◆ **What to work on**: After locating the line with "let count = u32::try_from(node.size()).map_err(|_|" in the data that follows, return it and every later line exactly, up to and including the line with "if validate_bounds(0, len, self.buf.remaining())".

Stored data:
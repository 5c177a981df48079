/*!
 * System Limits and Constants
 *
 * Centralized location for path limits, store format constants and cipher sizes.
 * Organized by domain for maintainability and discoverability.
 *
 * - Security-critical constants are marked with [SECURITY]
 * - Constants fixed by the on-disk format are marked with [FORMAT]
 */

// =============================================================================
// PATH LIMITS
// =============================================================================

/// Maximum path length in bytes (POSIX PATH_MAX)
/// [SECURITY] Checked before any normalization work is done
pub const MAX_PATH_LEN: usize = 4096;

/// Maximum length of a single node name in bytes (POSIX NAME_MAX)
pub const MAX_NAME_LEN: usize = 255;

// =============================================================================
// STORE FORMAT
// =============================================================================

/// Magic bytes at the start of every decrypted store
/// [FORMAT]
pub const STORE_MAGIC: &[u8; 8] = b"YUNVFS01";

/// Store format version
/// [FORMAT]
pub const STORE_VERSION: u32 = 1;

/// Width of the ciphertext length prefix
/// [FORMAT]
pub const LENGTH_PREFIX_LEN: usize = 8;

/// Smallest possible encoded node: marker, name length, the NUL of an empty
/// name, size and two timestamps
/// [FORMAT]
pub const MIN_ENCODED_NODE_LEN: usize = 4 + 4 + 1 + 8 + 8 + 8;

/// Deepest directory nesting accepted when decoding a store
/// [SECURITY] A path of MAX_PATH_LEN bytes cannot nest deeper than this
pub const MAX_DECODE_DEPTH: usize = MAX_PATH_LEN / 2;

// =============================================================================
// CIPHER
// =============================================================================

/// ChaCha20 key length
pub const KEY_LEN: usize = 32;

/// ChaCha20 nonce length (96-bit, RFC 7539 layout)
pub const NONCE_LEN: usize = 12;

/// ChaCha20 keystream block length
pub const BLOCK_LEN: usize = 64;

/// Nonce used for every store
///
/// [SECURITY] This value never changes between saves, so every store written with
/// the same passphrase reuses the same keystream. Kept only so existing stores
/// stay readable.
/// [FORMAT]
pub const FIXED_NONCE: [u8; NONCE_LEN] = *b"yunhongisbes";
/*!
 * Error Types
 * Centralized re-export of the error taxonomy shared by every subsystem
 */

pub use crate::vfs::types::{ErrorKind, VfsError, VfsResult};
/*!
 * Store Codec
 * Byte-exact encoding of the tree inside the decrypted store
 *
 * # Layout
 * All integers little-endian.
 *
 * ```text
 * [8]  magic "YUNVFS01"
 * [4]  version (u32)
 * node, pre-order:
 *   [4]          type marker (1 = file, 2 = directory, 0 never valid)
 *   [4]          name length n (u32)
 *   [n + 1]      name, NUL-terminated
 *   [8]          size (u64): bytes for files, child count for directories
 *   [8] [8]      mtime, ctime (i64)
 *   file:        [size] contents
 *   directory:   [4] child count (u32), then each child
 * ```
 */

use bytes::{Buf, BufMut};
use std::collections::HashSet;
use tracing::warn;

use crate::core::limits::{
    MAX_DECODE_DEPTH, MAX_NAME_LEN, MIN_ENCODED_NODE_LEN, STORE_MAGIC, STORE_VERSION,
};
use crate::core::time::Timestamp;
use crate::core::{SecureBuffer, VfsConfig, VfsError, VfsResult};
use crate::security::path::{validate_bounds, validate_filename_with_limit};
use crate::vfs::{NodeId, NodeKind, VfsNode, VfsTree, ROOT_NAME};

/// Fixed part of a node header: marker, name length, NUL, size, mtime, ctime
const NODE_HEADER_LEN: usize = 4 + 4 + 1 + 8 + 8 + 8;

/// Exact number of plaintext bytes `encode` produces for `tree`
pub fn encoded_size(tree: &VfsTree) -> usize {
    let mut total = STORE_MAGIC.len() + 4;
    tree.walk(|_, _, node| {
        total += NODE_HEADER_LEN + node.name().len();
        total += match node.data() {
            Some(data) => data.len(),
            None => 4,
        };
    });
    total
}

/// Serialize the whole tree, magic and version included
///
/// The buffer is allocated once at its exact final size and zeroed on drop.
///
/// # Errors
/// `LengthExceeded` or `InvalidInput` when a node could not be read back by
/// `decode` with default limits: a name longer than `MAX_NAME_LEN`, or
/// nesting deeper than `MAX_DECODE_DEPTH`. Nothing is written in that case.
pub fn encode(tree: &VfsTree) -> VfsResult<SecureBuffer> {
    let root = tree.root();
    let mut checked = Ok(());
    tree.walk(|path, id, node| {
        if checked.is_ok() && id != root {
            checked = check_storable(path, node);
        }
    });
    checked?;

    let size = encoded_size(tree);
    let mut buffer = SecureBuffer::try_with_capacity(size)?;
    let out = buffer.as_mut_vec();

    out.put_slice(STORE_MAGIC);
    out.put_u32_le(STORE_VERSION);

    let mut result = Ok(());
    tree.walk(|_, _, node| {
        if result.is_ok() {
            result = encode_node(node, out);
        }
    });
    result?;

    debug_assert_eq!(out.len(), size);
    Ok(buffer)
}

/// Check a non-root node against what the decoder accepts
fn check_storable(path: &str, node: &VfsNode) -> VfsResult<()> {
    validate_filename_with_limit(node.name(), MAX_NAME_LEN)?;
    let depth = path.matches('/').count();
    if depth > MAX_DECODE_DEPTH {
        return Err(VfsError::LengthExceeded(format!(
            "{} nests {} levels, a store holds at most {}",
            path, depth, MAX_DECODE_DEPTH
        )));
    }
    Ok(())
}

fn encode_node(node: &VfsNode, out: &mut Vec<u8>) -> VfsResult<()> {
    let name = node.name().as_bytes();
    let name_len = u32::try_from(name.len())
        .map_err(|_| VfsError::LengthExceeded(format!("node name is {} bytes", name.len())))?;

    out.put_u32_le(node.kind().marker());
    out.put_u32_le(name_len);
    out.put_slice(name);
    out.put_u8(0);
    out.put_u64_le(node.size());
    out.put_i64_le(node.mtime());
    out.put_i64_le(node.ctime());

    match node.data() {
        Some(data) => out.put_slice(data),
        None => {
            let count = u32::try_from(node.size()).map_err(|_| {
                VfsError::LengthExceeded(format!("directory has {} children", node.size()))
            })?;
            out.put_u32_le(count);
        }
    }
    Ok(())
}

/// Bounds-checked little-endian reader
///
/// Every accessor checks the remaining length first, so truncated input
/// surfaces as `CorruptData` instead of a panic inside `bytes`.
struct Reader<'a> {
    buf: &'a [u8],
}

impl<'a> Reader<'a> {
    fn need(&self, len: usize, what: &str) -> VfsResult<()> {
        if validate_bounds(0, len, self.buf.remaining()) {
            Ok(())
        } else {
            Err(VfsError::corrupt(format_args!(
                "truncated {}: need {} bytes, {} left",
                what,
                len,
                self.buf.remaining()
            )))
        }
    }

    fn u32(&mut self, what: &str) -> VfsResult<u32> {
        self.need(4, what)?;
        Ok(self.buf.get_u32_le())
    }

    fn u64(&mut self, what: &str) -> VfsResult<u64> {
        self.need(8, what)?;
        Ok(self.buf.get_u64_le())
    }

    fn i64(&mut self, what: &str) -> VfsResult<i64> {
        self.need(8, what)?;
        Ok(self.buf.get_i64_le())
    }

    fn bytes(&mut self, len: usize, what: &str) -> VfsResult<&'a [u8]> {
        self.need(len, what)?;
        let (head, tail) = self.buf.split_at(len);
        self.buf = tail;
        Ok(head)
    }

    fn remaining(&self) -> usize {
        self.buf.remaining()
    }
}

/// Decoded node header plus, for files, the contents
struct RawNode<'a> {
    kind: NodeKind,
    name: &'a str,
    size: u64,
    mtime: Timestamp,
    ctime: Timestamp,
}

fn read_header<'a>(reader: &mut Reader<'a>) -> VfsResult<RawNode<'a>> {
    let marker = reader.u32("type marker")?;
    let kind = match NodeKind::from_marker(marker) {
        Some(kind) => kind,
        None if marker == 0 => return Err(VfsError::corrupt("absent-node marker in node position")),
        None => return Err(VfsError::corrupt(format_args!("unknown type marker {}", marker))),
    };

    let name_len = reader.u32("name length")? as usize;
    let raw = reader.bytes(name_len.saturating_add(1), "name")?;
    let (name, terminator) = raw.split_at(name_len);
    if terminator != [0] {
        return Err(VfsError::corrupt("name is not NUL-terminated"));
    }
    let name = std::str::from_utf8(name).map_err(|_| VfsError::corrupt("name is not UTF-8"))?;

    Ok(RawNode {
        kind,
        name,
        size: reader.u64("size")?,
        mtime: reader.i64("mtime")?,
        ctime: reader.i64("ctime")?,
    })
}

/// Read a directory's child count and check it can fit in what is left
fn read_child_count(reader: &mut Reader<'_>) -> VfsResult<usize> {
    let count = reader.u32("child count")? as usize;
    if count.saturating_mul(MIN_ENCODED_NODE_LEN) > reader.remaining() {
        return Err(VfsError::corrupt(format_args!(
            "child count {} cannot fit in {} remaining bytes",
            count,
            reader.remaining()
        )));
    }
    Ok(count)
}

struct Frame {
    dir: NodeId,
    remaining: usize,
    depth: usize,
    seen: HashSet<String>,
}

/// Rebuild a tree from plaintext produced by `encode`
///
/// Child order is preserved. The tree's counters are recomputed from what
/// was decoded. Bytes after the root node are ignored.
///
/// # Errors
/// `CorruptData` for a bad magic or version, truncation, unknown markers,
/// invalid or duplicate names, oversized counts, or nesting deeper than
/// `MAX_DECODE_DEPTH`.
pub fn decode(plaintext: &[u8], config: VfsConfig) -> VfsResult<VfsTree> {
    let mut reader = Reader { buf: plaintext };

    let magic = reader.bytes(STORE_MAGIC.len(), "magic")?;
    if magic != STORE_MAGIC {
        return Err(VfsError::corrupt("bad magic (wrong passphrase or not a store)"));
    }
    let version = reader.u32("version")?;
    if version != STORE_VERSION {
        return Err(VfsError::corrupt(format_args!(
            "unsupported store version {} (expected {})",
            version, STORE_VERSION
        )));
    }

    let root = read_header(&mut reader)?;
    if root.kind != NodeKind::Directory || root.name != ROOT_NAME {
        return Err(VfsError::corrupt("root node must be a directory named '/'"));
    }
    let mut tree = VfsTree::with_root(config, root.mtime, root.ctime);
    let mut stack = vec![Frame {
        dir: tree.root(),
        remaining: read_child_count(&mut reader)?,
        depth: 0,
        seen: HashSet::new(),
    }];

    while let Some(frame) = stack.last_mut() {
        if frame.remaining == 0 {
            stack.pop();
            continue;
        }
        frame.remaining -= 1;
        let parent = frame.dir;
        let depth = frame.depth + 1;
        if depth > MAX_DECODE_DEPTH {
            return Err(VfsError::corrupt(format_args!(
                "nesting deeper than {} levels",
                MAX_DECODE_DEPTH
            )));
        }

        let raw = read_header(&mut reader)?;
        validate_filename_with_limit(raw.name, config.max_name_len)
            .map_err(|e| VfsError::corrupt(format_args!("invalid node name: {}", e)))?;
        if !frame.seen.insert(raw.name.to_string()) {
            return Err(VfsError::corrupt(format_args!("duplicate name '{}'", raw.name)));
        }

        let node = match raw.kind {
            NodeKind::File => {
                let len = usize::try_from(raw.size)
                    .map_err(|_| VfsError::corrupt("file size does not fit in memory"))?;
                let data = SecureBuffer::try_from_slice(reader.bytes(len, "file contents")?)?;
                VfsNode::file(raw.name, data, raw.mtime, raw.ctime)
            }
            NodeKind::Directory => VfsNode::directory(raw.name, raw.mtime, raw.ctime),
        };
        let id = tree.alloc(node)?;
        tree.attach_back(parent, id)?;

        if raw.kind == NodeKind::Directory {
            stack.push(Frame {
                dir: id,
                remaining: read_child_count(&mut reader)?,
                depth,
                seen: HashSet::new(),
            });
        }
    }

    if reader.remaining() > 0 {
        warn!(trailing = reader.remaining(), "Ignoring bytes after the root node");
    }
    tree.recompute_counters();
    Ok(tree)
}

◆ **Response box**:
            let count = u32::try_from(node.size()).map_err(|_| {
                VfsError::LengthExceeded(format!("directory has {} children", node.size()))
            })?;
            out.put_u32_le(count);
        }
    }
    Ok(())
}

/// Bounds-checked little-endian reader
///
/// Every accessor checks the remaining length first, so truncated input
/// surfaces as `CorruptData` instead of a panic inside `bytes`.
struct Reader<'a> {
    buf: &'a [u8],
}

impl<'a> Reader<'a> {
    fn need(&self, len: usize, what: &str) -> VfsResult<()> {
        if validate_bounds(0, len, self.buf.remaining()) {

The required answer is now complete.